Lewis’ visionary and topical tale has been translated into bustling activity and deafening music (by Christoph Hart) which – as if it wasn’t blaring enough — is amplified by the frequent intervention of a percussionist (Matze Pröllochs), raising the decibel level close to the legal limit.

 

Part of the ensemble in The Reunification of the Two Koreas.
Photo credit: Birgit Hupfeld.

 

Felix Goeser as the would-be president Buzz Windrip is dressed in a ridiculous tiger-patterned outfit that makes him look like an ageing rock star (costumes: Lene Schwind). He bellows rousing speeches into a microphone, frisks about the stage to Christoph Hart’s rock and rap numbers, and storms up and down a metal staircase that dominates the stage (design Julian Marbach). He boasts of having no education and never reading books (“Life has been my school”) and proclaims his ambition to exercise absolute power (“Congress will not be allowed to adopt any measure without my OK”). Lee Sarason (Michael Goldberg), Windrip’s campaign manager and strategist, later on his short-lived successor, is as ruthless as his boss. He rails against the press and threatens all opponents with prosecution for disobedience.

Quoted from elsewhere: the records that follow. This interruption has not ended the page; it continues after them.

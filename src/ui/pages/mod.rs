// src/ui/pages/mod.rs - Page components module

use dioxus::prelude::*;

// Module declarations
mod home;
mod not_found;
mod product;
mod seller;

// Re-exports
pub use home::Home;
pub use not_found::NotFound;
pub use product::ProductPage;
pub use seller::{SellerInventory, SellerOrders};

/// Common page wrapper component
#[component]
pub fn PageWrapper(
    #[props(default = "".to_string())] title: String,
    #[props(default = None)] subtitle: Option<String>,
    #[props(default = None)] actions: Option<Element>,
    #[props(default = "".to_string())] class: String,
    children: Element,
) -> Element {
    rsx! {
        div {
            class: format!("space-y-6 {}", class),

            // Page header
            if !title.is_empty() {
                div {
                    class: "md:flex md:items-center md:justify-between",
                    div {
                        class: "flex-1 min-w-0",
                        h1 {
                            class: "text-2xl font-bold leading-7 text-gray-900 sm:text-3xl sm:truncate",
                            "{title}"
                        }
                        if let Some(subtitle) = subtitle {
                            p {
                                class: "mt-1 text-sm text-gray-500",
                                "{subtitle}"
                            }
                        }
                    }
                    if let Some(actions) = actions {
                        div {
                            class: "mt-4 flex md:mt-0 md:ml-4",
                            {actions}
                        }
                    }
                }
            }

            // Page content
            {children}
        }
    }
}

/// Empty state component for pages
#[component]
pub fn EmptyState(
    #[props(default = "📭".to_string())] icon: String,
    #[props(default = "No data available".to_string())] title: String,
    #[props(default = "There's nothing to show here yet.".to_string())] description: String,
    #[props(default = None)] action: Option<Element>,
) -> Element {
    rsx! {
        div {
            class: "text-center py-12",
            div {
                class: "text-6xl mb-4",
                "{icon}"
            }
            h3 {
                class: "text-lg font-medium text-gray-900 mb-2",
                "{title}"
            }
            p {
                class: "text-gray-500 mb-6",
                "{description}"
            }
            if let Some(action) = action {
                {action}
            }
        }
    }
}

/// Stat card component for the seller views
#[component]
pub fn StatCard(
    title: String,
    value: String,
    #[props(default = None)] change: Option<String>,
    #[props(default = None)] trend: Option<StatTrend>,
    #[props(default = None)] icon: Option<String>,
) -> Element {
    let trend_color = match trend {
        Some(StatTrend::Up) => "text-green-600",
        Some(StatTrend::Down) => "text-red-600",
        Some(StatTrend::Neutral) => "text-gray-600",
        None => "text-gray-600",
    };

    rsx! {
        div {
            class: "bg-white overflow-hidden shadow rounded-lg",
            div {
                class: "p-5",
                div {
                    class: "flex items-center",
                    div {
                        class: "flex-shrink-0",
                        if let Some(icon) = icon {
                            span {
                                class: "text-2xl",
                                "{icon}"
                            }
                        }
                    }
                    div {
                        class: "ml-5 w-0 flex-1",
                        dl {
                            dt {
                                class: "text-sm font-medium text-gray-500 truncate",
                                "{title}"
                            }
                            dd {
                                class: "flex items-baseline",
                                div {
                                    class: "text-2xl font-semibold text-gray-900",
                                    "{value}"
                                }
                                if let Some(change_text) = change {
                                    div {
                                        class: format!("ml-2 flex items-baseline text-sm font-semibold {}", trend_color),
                                        match trend {
                                            Some(StatTrend::Up) => rsx! { "↗ {change_text}" },
                                            Some(StatTrend::Down) => rsx! { "↘ {change_text}" },
                                            _ => rsx! { "{change_text}" },
                                        }
                                    }
                                }
                            }
                        }
                    }
                }
            }
        }
    }
}

/// Trend direction for stat cards
#[derive(Debug, Clone, PartialEq)]
pub enum StatTrend {
    Up,
    Down,
    Neutral,
}

#[cfg(test)]
mod tests {
    use super::*;

    #[test]
    fn test_page_wrapper_creation() {
        let _wrapper = rsx! {
            PageWrapper {
                title: "Inventory".to_string(),
                div { "Content" }
            }
        };
    }

    #[test]
    fn test_stat_card_creation() {
        let _card = rsx! {
            StatCard {
                title: "Units in stock".to_string(),
                value: "1,234".to_string(),
                change: Some("+12%".to_string()),
                trend: Some(StatTrend::Up),
                icon: Some("📦".to_string())
            }
        };
    }

    #[test]
    fn test_empty_state_creation() {
        let _empty = rsx! {
            EmptyState {
                icon: "🛒".to_string(),
                title: "No products".to_string(),
                description: "List your first product".to_string()
            }
        };
    }
}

Alas, in Rüping’s staging these men come across as clownish entertainers rather than menacing as clownish entertainers rather than menacing and intimidating miscreants.

Occasionally there is an attempt at humour, as when Windrip throws an inauguration party and invites the audience onto the stage for a snack of vegetarian hotdogs (I counted thirteen spectators who followed the invitation; an estimated twenty portions went back to the caterer). Hilarity subsides when a jingoistic colonel (Benjamin Lillie) puts an end to the reign of the jumping jacks: he stages a putsch, orchestrates Windrip’s assassination, and takes over as the country’s Führer.

This rumpus is quite evidently intended to attract young spectators, and it did. The youngsters in the audience, clearly the majority, loved it. Only once, when a journalist (Camill Jammal) is savagely tortured and then sentenced to death, does gimmicky entertainment give way to an earnest treatment of Lewis’ gruesome tale. The rest is  … hullabaloo.